By Jonah Bennett Published on April 4, 2016

The Navy is hell-bent on adjusting job titles to suit gender equality, but the bureaucracy is stumped on changing the clerical position of “yeoman” and has mulled over alternatives like “yeo-person” and “yeo-specialist” as replacements.

But up to this point, Master Chief Petty Officer of the Navy Michael D. Stevens has rejected all these new alternatives to the administrative position of yeoman, The New York Times reports.

As part of the effort to integrate women into all combat roles, the Navy has pushed to make job titles with the word “man” more gender neutral, preferring titles like “technician” and “specialist” over “rifleman,” “mineman” and “assault man.”

Navy Secretary Ray Mabus has been at the forefront of making the service more hospitable to women. He opened submarines to women in 2010, and in 2015, he tripled maternity leave to lower the number of women dropping out of the Navy. He also has advocated to open all combat roles to women and bashed Marine Corps leadership for submitting an exemption recommending otherwise.
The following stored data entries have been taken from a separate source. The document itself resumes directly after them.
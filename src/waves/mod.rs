//! Wave segmentation: sign runs and peak/trough tags over a series column.

pub mod runs;
pub mod tagger;

use serde::{Deserialize, Serialize};
use tracing::info;

use crate::config::WaveConfig;
use crate::models::{Run, Series, SeriesField, WaveTag};

pub use runs::{extract_runs, runs_where, SignRuns};
pub use tagger::{split_interval, tag_waves, WaveSplit, WaveTagger, DEFAULT_MIN_WIDTH};

/// Which sign runs to tag.
#[derive(Debug, Clone, Copy, PartialEq, Eq, Default, Serialize, Deserialize)]
#[serde(rename_all = "snake_case")]
pub enum Polarity {
    #[default]
    NonNegative,
    NonPositive,
}

/// Runs and tags computed for one column of a series.
#[derive(Debug, Clone, PartialEq, Serialize, Deserialize)]
pub struct WaveReport {
    pub field: SeriesField,
    pub polarity: Polarity,
    pub runs: SignRuns,
    pub tags: Vec<WaveTag>,
}

impl WaveReport {
    /// Runs the tags were computed over.
    pub fn tagged_runs(&self) -> &[Run] {
        match self.polarity {
            Polarity::NonNegative => &self.runs.non_negative,
            Polarity::NonPositive => &self.runs.non_positive,
        }
    }

    pub fn peaks(&self) -> Vec<usize> {
        self.positions(WaveTag::Peak)
    }

    pub fn troughs(&self) -> Vec<usize> {
        self.positions(WaveTag::Trough)
    }

    fn positions(&self, kind: WaveTag) -> Vec<usize> {
        self.tags
            .iter()
            .enumerate()
            .filter(|(_, tag)| **tag == kind)
            .map(|(index, _)| index)
            .collect()
    }
}

/// Tag the non-negative runs of the configured column.
pub fn tag_series(series: &Series, config: &WaveConfig) -> WaveReport {
    tag_series_polarity(series, config, Polarity::NonNegative)
}

pub fn tag_series_polarity(series: &Series, config: &WaveConfig, polarity: Polarity) -> WaveReport {
    let values = series.column(config.field);
    let runs = extract_runs(&values);
    let selected = match polarity {
        Polarity::NonNegative => &runs.non_negative,
        Polarity::NonPositive => &runs.non_positive,
    };
    let tags = tag_waves(&values, selected, config.min_width);

    let report = WaveReport {
        field: config.field,
        polarity,
        runs,
        tags,
    };

    info!(
        symbol = %series.symbol,
        period = %series.period,
        field = %config.field,
        runs = report.tagged_runs().len(),
        peaks = report.peaks().len(),
        troughs = report.troughs().len(),
        "Wave tagging complete"
    );

    report
}
//! Market data source interface and a flat-file implementation.

use std::fs::File;
use std::io::BufReader;
use std::path::{Path, PathBuf};

use chrono::{DateTime, Duration, NaiveDate, NaiveDateTime, Utc};
use serde::Deserialize;
use thiserror::Error;
use tracing::{debug, warn};

use crate::models::{Bar, KlinePeriod};

#[derive(Debug, Error)]
pub enum MarketDataError {
    #[error("no bars available for {symbol} at {period}")]
    NotFound { symbol: String, period: KlinePeriod },

    #[error("invalid timestamp: {0}")]
    InvalidTimestamp(String),

    #[error(transparent)]
    Io(#[from] std::io::Error),

    #[error(transparent)]
    Csv(#[from] csv::Error),
}

pub trait MarketDataSource {
    /// Historical bars for `symbol` at `period` with dates in `[start, end]`,
    /// sorted ascending by time.
    fn fetch_bars(
        &self,
        symbol: &str,
        period: KlinePeriod,
        start: NaiveDate,
        end: NaiveDate,
    ) -> Result<Vec<Bar>, MarketDataError>;
}

/// `(today - days, today)` in UTC.
pub fn lookback_range(days: i64) -> (NaiveDate, NaiveDate) {
    lookback_range_from(Utc::now().date_naive(), days)
}

pub fn lookback_range_from(today: NaiveDate, days: i64) -> (NaiveDate, NaiveDate) {
    (today - Duration::days(days), today)
}

/// Reads raw bar exports named `{symbol}_{K_xxM}.csv` from a directory.
///
/// Only the `timestamp` (or `time_key`) and `close` columns are used; any
/// other columns are ignored.
pub struct CsvMarketDataSource {
    dir: PathBuf,
}

#[derive(Debug, Deserialize)]
struct RawBar {
    #[serde(alias = "time_key")]
    timestamp: String,
    close: f64,
}

impl CsvMarketDataSource {
    pub fn new(dir: impl Into<PathBuf>) -> Self {
        Self { dir: dir.into() }
    }

    fn read_all(&self, path: &Path) -> Result<Vec<Bar>, MarketDataError> {
        let file = File::open(path)?;
        let mut reader = csv::Reader::from_reader(BufReader::new(file));

        let mut bars = Vec::new();
        for row in reader.deserialize::<RawBar>() {
            let raw = row?;
            let timestamp = parse_timestamp(&raw.timestamp)
                .ok_or_else(|| MarketDataError::InvalidTimestamp(raw.timestamp.clone()))?;
            bars.push(Bar::new(timestamp, raw.close));
        }
        Ok(bars)
    }
}

impl MarketDataSource for CsvMarketDataSource {
    fn fetch_bars(
        &self,
        symbol: &str,
        period: KlinePeriod,
        start: NaiveDate,
        end: NaiveDate,
    ) -> Result<Vec<Bar>, MarketDataError> {
        let path = self.dir.join(period.file_name(symbol));
        if !path.exists() {
            return Err(MarketDataError::NotFound {
                symbol: symbol.to_string(),
                period,
            });
        }

        let mut bars: Vec<Bar> = self
            .read_all(&path)?
            .into_iter()
            .filter(|bar| {
                let date = bar.timestamp.date_naive();
                start <= date && date <= end
            })
            .collect();

        if bars.windows(2).any(|w| w[0].timestamp > w[1].timestamp) {
            warn!(symbol, period = %period, "Bars out of order, sorting by timestamp");
            bars.sort_by_key(|bar| bar.timestamp);
        }

        debug!(symbol, period = %period, count = bars.len(), path = %path.display(), "Loaded bars");
        Ok(bars)
    }
}

/// RFC 3339, or `YYYY-MM-DD HH:MM:SS` / `YYYY-MM-DD` taken as UTC.
pub fn parse_timestamp(raw: &str) -> Option<DateTime<Utc>> {
    let raw = raw.trim();
    if let Ok(ts) = DateTime::parse_from_rfc3339(raw) {
        return Some(ts.with_timezone(&Utc));
    }
    if let Ok(naive) = NaiveDateTime::parse_from_str(raw, "%Y-%m-%d %H:%M:%S") {
        return Some(DateTime::from_naive_utc_and_offset(naive, Utc));
    }
    NaiveDate::parse_from_str(raw, "%Y-%m-%d")
        .ok()
        .and_then(|date| date.and_hms_opt(0, 0, 0))
        .map(|naive| DateTime::from_naive_utc_and_offset(naive, Utc))
}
Despite a Marine Corps study showing that mixed-gender units vastly underperformed relative to male-only units, Mabus insisted first that the study was biased, and second said that even if the study were solid, at least some women would be able to make the cut, so opening all combat roles to women was the right step to take.

For Mabus, changing job titles is clearly the next step to making women feel more comfortable.
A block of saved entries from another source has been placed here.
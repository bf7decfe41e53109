use crate::foundation::error::{GestaltError, GestaltResult};
use crate::plan::policy::SizingPolicyKind;

/// The grid is never smaller than 2x2.
pub const MIN_THUMBS_PER_SIDE: u32 = 2;

/// Metadata read once from the source video.
#[derive(Clone, Copy, Debug, PartialEq, serde::Serialize, serde::Deserialize)]
pub struct SourceMetadata {
    /// Duration in seconds.
    pub duration: f64,
    /// Frames per second.
    pub frame_rate: f64,
    /// Width in pixels.
    pub width: u32,
    /// Height in pixels.
    pub height: u32,
}

impl SourceMetadata {
    /// Create validated metadata.
    pub fn new(duration: f64, frame_rate: f64, width: u32, height: u32) -> GestaltResult<Self> {
        let meta = Self {
            duration,
            frame_rate,
            width,
            height,
        };
        meta.validate()?;
        Ok(meta)
    }

    /// Check that every field is finite and strictly positive.
    pub fn validate(&self) -> GestaltResult<()> {
        if !self.duration.is_finite() || self.duration <= 0.0 {
            return Err(GestaltError::invalid_input(format!(
                "source duration must be > 0 seconds, got {}",
                self.duration
            )));
        }
        if !self.frame_rate.is_finite() || self.frame_rate <= 0.0 {
            return Err(GestaltError::invalid_input(format!(
                "source frame rate must be > 0, got {}",
                self.frame_rate
            )));
        }
        if self.width == 0 || self.height == 0 {
            return Err(GestaltError::invalid_input(format!(
                "source dimensions must be non-zero, got {}x{}",
                self.width, self.height
            )));
        }
        Ok(())
    }

    /// Timestamp of the last decodable frame.
    pub fn last_frame_time(&self) -> f64 {
        (self.duration - 1.0 / self.frame_rate).max(0.0)
    }
}

/// Policy constants for grid planning.
///
/// Defaults: 1000px nominal output width, 60px minimum thumbnail width and a minimum slide
/// speed of 2 pixels per rendered frame.
#[derive(Clone, Debug, PartialEq, serde::Serialize, serde::Deserialize)]
#[serde(default)]
pub struct GridConfig {
    /// Nominal output width in pixels. Also bounds the grid size.
    pub output_width: u32,
    /// Thumbnails are never narrower than this.
    pub min_thumb_width: u32,
    /// Minimum apparent slide speed of each cell.
    pub min_speed_pixels_per_frame: f64,
    /// Strategy used to derive the canvas width.
    pub policy: SizingPolicyKind,
}

impl Default for GridConfig {
    fn default() -> Self {
        Self {
            output_width: 1000,
            min_thumb_width: 60,
            min_speed_pixels_per_frame: 2.0,
            policy: SizingPolicyKind::default(),
        }
    }
}

impl GridConfig {
    /// Largest grid whose thumbnails stay at least `min_thumb_width` wide.
    pub fn max_thumbs_per_side(&self) -> u32 {
        self.output_width
            .checked_div(self.min_thumb_width)
            .unwrap_or(0)
    }

    /// Reject configurations that cannot produce even a 2x2 grid.
    pub fn validate(&self) -> GestaltResult<()> {
        if self.output_width == 0 || self.min_thumb_width == 0 {
            return Err(GestaltError::layout_constraint(
                "output_width and min_thumb_width must be non-zero",
            ));
        }
        if !self.min_speed_pixels_per_frame.is_finite() || self.min_speed_pixels_per_frame <= 0.0
        {
            return Err(GestaltError::layout_constraint(format!(
                "min_speed_pixels_per_frame must be > 0, got {}",
                self.min_speed_pixels_per_frame
            )));
        }
        if self.max_thumbs_per_side() < MIN_THUMBS_PER_SIDE {
            return Err(GestaltError::layout_constraint(format!(
                "min_thumb_width {}px leaves room for fewer than {MIN_THUMBS_PER_SIDE} thumbnails \
                 across an output width of {}px",
                self.min_thumb_width, self.output_width
            )));
        }
        Ok(())
    }
}

#[cfg(test)]
#[path = "../../tests/unit/plan/config.rs"]
mod tests;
No title modifications are yet final, but in the next few weeks, Mabus will deliver formal recommendations.

“There may be a few iconic titles you are not going to change because they are so deeply rooted and have been there for so long that they don’t denote gender,” Mabus told The New York Times.

His singular obsession with increasing diversity in the military has led GOP Rep. Duncan Hunter to call for his resignation.